BEGIN Exercise inputs

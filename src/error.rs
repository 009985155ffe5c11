//! Error types for the model lifecycle core and API responses

use axum::{
    Json,
    http::StatusCode,
    response::{IntoResponse, Response},
};
use serde::Serialize;
use thiserror::Error;

/// Failure while retrieving artifacts from the remote repository
#[derive(Debug, Error)]
pub enum FetchError {
    #[error("connection error: {message}")]
    Connection { message: String },

    #[error("request timed out: {message}")]
    Timeout { message: String },

    #[error("TLS error: {message}")]
    Tls { message: String },

    #[error("chunked transfer error: {message}")]
    ChunkedTransfer { message: String },

    #[error("HTTP {status}: {message}")]
    Status { status: u16, message: String },

    #[error("{message}")]
    Other { message: String },
}

impl FetchError {
    /// Transient failures worth another attempt. Client/auth errors never are.
    pub fn is_retryable(&self) -> bool {
        match self {
            Self::Connection { .. }
            | Self::Timeout { .. }
            | Self::Tls { .. }
            | Self::ChunkedTransfer { .. } => true,
            Self::Status { status, .. } => (500..600).contains(status),
            Self::Other { .. } => false,
        }
    }
}

/// Failure raised by a concrete model during load, download or inference
#[derive(Debug, Error)]
pub enum ModelError {
    #[error(transparent)]
    Fetch(#[from] FetchError),

    #[error("{message}")]
    Runtime { message: String },

    #[error("device placement failed: {message}")]
    Placement { message: String },

    #[error("model '{identifier}' is not loaded")]
    NotLoaded { identifier: String },

    #[error("invalid input: {message}")]
    InvalidInput { message: String },

    #[error("I/O error: {0}")]
    Io(#[from] std::io::Error),
}

impl ModelError {
    pub fn runtime(message: impl Into<String>) -> Self {
        Self::Runtime {
            message: message.into(),
        }
    }
}

/// Registry-level failures. Lookup variants are local and side-effect-free.
#[derive(Debug, Error)]
pub enum RegistryError {
    #[error("unknown model key: {key}")]
    UnknownKey { key: String },

    #[error("no model registered for task: {task}")]
    UnknownTask { task: String },

    #[error("model key already registered: {key}")]
    DuplicateKey { key: String },

    #[error(transparent)]
    Model(#[from] ModelError),
}

pub type ModelResult<T> = Result<T, ModelError>;
pub type RegistryResult<T> = Result<T, RegistryError>;

/// API error types
#[derive(Debug)]
pub enum ApiError {
    NotFound(String),
    Conflict(String),
    BadRequest(String),
    Internal(String),
}

impl From<RegistryError> for ApiError {
    fn from(err: RegistryError) -> Self {
        match err {
            RegistryError::UnknownKey { .. } | RegistryError::UnknownTask { .. } => {
                ApiError::NotFound(err.to_string())
            }
            RegistryError::DuplicateKey { .. } => ApiError::Conflict(err.to_string()),
            RegistryError::Model(ModelError::InvalidInput { message }) => {
                ApiError::BadRequest(message)
            }
            RegistryError::Model(e) => ApiError::Internal(e.to_string()),
        }
    }
}

impl From<ModelError> for ApiError {
    fn from(err: ModelError) -> Self {
        RegistryError::Model(err).into()
    }
}

impl From<anyhow::Error> for ApiError {
    fn from(err: anyhow::Error) -> Self {
        ApiError::Internal(format!("{:#}", err))
    }
}

impl IntoResponse for ApiError {
    fn into_response(self) -> Response {
        let (status, message) = match self {
            ApiError::NotFound(msg) => (StatusCode::NOT_FOUND, msg),
            ApiError::Conflict(msg) => (StatusCode::CONFLICT, msg),
            ApiError::BadRequest(msg) => (StatusCode::BAD_REQUEST, msg),
            ApiError::Internal(msg) => {
                tracing::error!(error = %msg, "Request failed");
                (StatusCode::INTERNAL_SERVER_ERROR, msg)
            }
        };

        let body = Json(ErrorResponse {
            error: message,
            timestamp: chrono::Utc::now(),
        });

        (status, body).into_response()
    }
}

/// JSON body of every error response
#[derive(Serialize)]
pub(crate) struct ErrorResponse {
    pub(crate) error: String,
    pub(crate) timestamp: chrono::DateTime<chrono::Utc>,
}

END Exercise inputs

**Assigned task:** Wherever the string "StatusCode" occurs in the records above, copy that line.

**Output:**
    http::StatusCode,
            ApiError::NotFound(msg) => (StatusCode::NOT_FOUND, msg),
            ApiError::Conflict(msg) => (StatusCode::CONFLICT, msg),
            ApiError::BadRequest(msg) => (StatusCode::BAD_REQUEST, msg),
                (StatusCode::INTERNAL_SERVER_ERROR, msg)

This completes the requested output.